Revealwidget and CSS Animation

In https://tiddlywiki.com/#RevealWidget, doc says it can accept parameter animate and retain to have an opening/closing animation!

I am looking for examples to see how $reveal can be used with some animation!

You can do search Shadows reveal animate retain and you will see where this parameters are used (except the widget tiddler reveal.js).

In $:/core/ui/ViewTemplate/body you can see it, the animation is activated by fold/unfold but I don’t know how animation works, surely the mechanism will be in the widget tiddler.

Thanks Alvaro!
Yes, I was looking for some custom classes here!
One obstacle here is the refreshing tiddler by change in different widgets which makes things difficult!

I wonder if this is a case of sometimes using pure html/CSS to animate some content rather than widgets (if possible) so there is no tiddler refresh process. The question is can we still trigger the animation. We may perhaps with the <details> widget because it comes with its own button trigger, but I am not sure how many opportunities exist like this without needing a button widget, to trigger something.

Time ago I also looked for that, but the reveal widget does animation and then is adds/removes html attribute hidden. And it also adds a html element with the class tc-reveal that doen’t have use in CSS. All of this is the reason of my “hate” to this widget. Maybe it could be more easier to understand if the widget toogle/switch class/es.

I don’t understand the second part.(refreshing)

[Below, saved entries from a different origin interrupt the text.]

//! Quote domain: caller inputs, wire shapes, and the mapping between them.

pub mod postal;
pub mod request;
pub mod response;

pub use postal::*;
pub use request::*;
pub use response::*;

// self
use crate::_prelude::*;

/// Parcel dimensions supplied by the caller (kilograms and centimeters).
#[derive(Clone, Copy, Debug, Default, PartialEq, Serialize, Deserialize)]
pub struct Parcel {
	/// Weight in kilograms.
	pub weight: f64,
	/// Height in centimeters.
	pub height: f64,
	/// Width in centimeters.
	pub width: f64,
	/// Length in centimeters.
	pub length: f64,
}
impl Parcel {
	/// Creates a parcel from its weight and dimensions.
	pub fn new(weight: f64, height: f64, width: f64, length: f64) -> Self {
		Self { weight, height, width, length }
	}
}

/// Carrier service offered for a route, as returned to callers.
#[derive(Clone, Debug, PartialEq, Serialize, Deserialize)]
pub struct ShippingOption {
	/// Carrier (company) name.
	pub carrier: String,
	/// Carrier service name, e.g. `SEDEX`.
	pub service_code: String,
	/// Quoted price; always positive.
	pub price: f64,
	/// Estimated delivery time in days.
	pub estimated_days: u32,
}

/// Parameters of a quote lookup.
///
/// Only the first parcel is quoted; additional parcels are ignored.
#[derive(Clone, Debug, PartialEq)]
pub struct QuoteQuery {
	/// Origin postal code in any formatting.
	pub origin: String,
	/// Destination postal code in any formatting.
	pub destination: String,
	/// Parcels to ship.
	pub parcels: Vec<Parcel>,
	/// Declared value for insurance; zero disables insurance.
	pub insured_value: f64,
	/// Time budget for the whole lookup, token refresh and retries included.
	pub deadline: Option<Duration>,
}
impl QuoteQuery {
	/// Creates a query without a deadline.
	pub fn new(
		origin: impl Into<String>,
		destination: impl Into<String>,
		parcels: impl Into<Vec<Parcel>>,
		insured_value: f64,
	) -> Self {
		Self {
			origin: origin.into(),
			destination: destination.into(),
			parcels: parcels.into(),
			insured_value,
			deadline: None,
		}
	}

	/// Bounds the lookup by `budget`; negative budgets are treated as already elapsed.
	pub fn with_deadline(mut self, budget: Duration) -> Self {
		self.deadline = Some(if budget.is_negative() { Duration::ZERO } else { budget });

		self
	}
}
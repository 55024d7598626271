//! Transport primitives shared by the token exchange and the quotes endpoint.
//!
//! [`HttpTransport`] is the client's only dependency on an HTTP stack. The default
//! [`ReqwestHttpClient`] wraps a pooled [`ReqwestClient`]; tests and embedders can inject any
//! other implementation through [`QuoteClient::with_transport`](crate::client::QuoteClient::with_transport).
//! Token exchanges run through the `oauth2` crate by way of [`TokenHandle`], which records
//! [`ResponseMetadata`] so authentication failures can be reported with the upstream status.

pub use oauth2;

// crates.io
use oauth2::{AsyncHttpClient, HttpClientError};
use reqwest::{
	header::{HeaderMap, RETRY_AFTER},
	redirect::Policy,
};
use time::format_description::well_known::Rfc2822;
// self
use crate::{
	_prelude::*,
	config::QuoteClientConfig,
	error::{ConfigError, TransportError},
};

/// Outgoing request shape accepted by [`HttpTransport`].
pub type HttpRequest = oauth2::HttpRequest;
/// Buffered response shape returned by [`HttpTransport`].
pub type HttpResponse = oauth2::HttpResponse;
/// Boxed future returned by [`HttpTransport::execute`].
pub type TransportFuture<'a> =
	Pin<Box<dyn Future<Output = Result<HttpResponse, TransportError>> + 'a + Send>>;

/// Abstraction over HTTP transports capable of executing buffered requests.
///
/// Implementations must report timeouts as [`TransportError::Timeout`] (or an IO error of
/// kind `TimedOut`) so the retry policy can tell them apart from permanent network failures.
/// Non-2xx statuses are not errors at this layer; they are returned as responses.
pub trait HttpTransport
where
	Self: 'static + Send + Sync,
{
	/// Sends `request` and buffers the full response body.
	fn execute(&self, request: HttpRequest) -> TransportFuture<'_>;
}

/// Captures metadata from the most recent HTTP response for downstream error mapping.
#[derive(Clone, Debug, Default)]
pub struct ResponseMetadata {
	/// HTTP status code returned by the upstream, if available.
	pub status: Option<u16>,
	/// Retry-After hint expressed as a relative duration.
	pub retry_after: Option<Duration>,
}

/// Thread-safe slot for sharing [`ResponseMetadata`] between transport and error layers.
#[derive(Clone, Debug, Default)]
pub struct ResponseMetadataSlot(Arc<Mutex<Option<ResponseMetadata>>>);
impl ResponseMetadataSlot {
	/// Stores new metadata for the current request.
	pub fn store(&self, meta: ResponseMetadata) {
		*self.0.lock() = Some(meta);
	}

	/// Returns the captured metadata, if any, consuming it from the slot.
	pub fn take(&self) -> Option<ResponseMetadata> {
		self.0.lock().take()
	}
}

/// Thin wrapper around [`ReqwestClient`] so shared HTTP behavior lives in one place.
///
/// Redirects are never followed: both the token and the quotes endpoints must answer
/// directly.
#[derive(Clone, Debug, Default)]
pub struct ReqwestHttpClient(pub ReqwestClient);
impl ReqwestHttpClient {
	/// Wraps an existing reqwest [`ReqwestClient`].
	pub fn with_client(client: ReqwestClient) -> Self {
		Self(client)
	}

	/// Builds a pooled client honoring the configured timeout and user agent.
	pub fn from_config(config: &QuoteClientConfig) -> Result<Self, ConfigError> {
		let client = ReqwestClient::builder()
			.timeout(config.request_timeout.unsigned_abs())
			.user_agent(config.user_agent.as_str())
			.redirect(Policy::none())
			.build()?;

		Ok(Self(client))
	}
}
impl AsRef<ReqwestClient> for ReqwestHttpClient {
	fn as_ref(&self) -> &ReqwestClient {
		&self.0
	}
}
impl HttpTransport for ReqwestHttpClient {
	fn execute(&self, request: HttpRequest) -> TransportFuture<'_> {
		Box::pin(async move {
			let request: reqwest::Request = request.try_into().map_err(TransportError::request)?;
			let response = self.0.execute(request).await?;
			let status = response.status();
			let headers = response.headers().to_owned();
			let mut response_new = HttpResponse::new(response.bytes().await?.to_vec());

			*response_new.status_mut() = status;
			*response_new.headers_mut() = headers;

			Ok(response_new)
		})
	}
}

/// [`AsyncHttpClient`] adapter that lets `oauth2` drive any [`HttpTransport`].
pub struct TokenHandle<'t, T>
where
	T: ?Sized + HttpTransport,
{
	transport: &'t T,
	slot: ResponseMetadataSlot,
}
impl<'t, T> TokenHandle<'t, T>
where
	T: ?Sized + HttpTransport,
{
	/// Creates a handle that records response metadata in `slot`.
	pub fn new(transport: &'t T, slot: ResponseMetadataSlot) -> Self {
		Self { transport, slot }
	}
}
impl<'c, T> AsyncHttpClient<'c> for TokenHandle<'_, T>
where
	T: ?Sized + HttpTransport,
{
	type Error = HttpClientError<TransportError>;
	type Future = Pin<Box<dyn Future<Output = Result<HttpResponse, Self::Error>> + 'c + Send>>;

	fn call(&'c self, request: HttpRequest) -> Self::Future {
		Box::pin(async move {
			self.slot.take();

			let response = self
				.transport
				.execute(request)
				.await
				.map_err(|e| HttpClientError::Reqwest(Box::new(e)))?;

			self.slot.store(ResponseMetadata {
				status: Some(response.status().as_u16()),
				retry_after: parse_retry_after(response.headers()),
			});

			Ok(response)
		})
	}
}

/// Reads a `Retry-After` header given either as delta-seconds or as an HTTP date.
pub fn parse_retry_after(headers: &HeaderMap) -> Option<Duration> {
	let value = headers.get(RETRY_AFTER)?;
	let raw = value.to_str().ok()?.trim();

	if let Ok(secs) = raw.parse::<u64>() {
		return i64::try_from(secs).ok().map(Duration::seconds);
	}
	if let Ok(moment) = OffsetDateTime::parse(raw, &Rfc2822) {
		let delta = moment - OffsetDateTime::now_utc();

		if delta.is_positive() {
			return Some(delta);
		}
	}

	None
}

@TW_Tones , you can do animations with pseudoclass :hover or with tricky use of a checkbox and play with the pseudoclass :checked to animate. But I think that is better use a button to trigger changes in class attribute and you have animation in the CSS.

2 Likes

Just a couple of clarifications:

  • If you just want to trigger an animation, it would probably be easier to use a custom class on a DIV than the reveal widget
  • The reveal widget by default does not render hidden content so as to improve performance: that’s why it doesn’t just use CSS to show and hide its content
  • The tc-reveal class is intended to aid debugging, making it clearer which elements were generated by the reveal widget
2 Likes

This is a teaching/learning moment, so those learning TiddlyWiki internals may want to pay close attention to what @jeremyruston is suggesting here.

If you add classes (or other attributes) to your own widgets and HTML elements, you can inspect the derived rendering in the developer tools inspection pane. Along with the $log widget, you can gain insights into your code and see where tricky layout problems can be improved/fixed.

For long, heavy, densely populated tiddlers (containing many transclusions, for example), I even add custom elements with attributes denoting why a particular layout path was chosen:

Sorry for the slight side-step on the topic, but I thought it worth it.

1 Like

@jeremyruston , thanks for the clarifications.

If we return to the topic, IMO, the animation (animate+retain) is confusing when someone tries understand which and how animation ocurrs, and the class doesn’t help because we can expect some CSS. But as you say it is for debug (This reason was something that I didn’t know).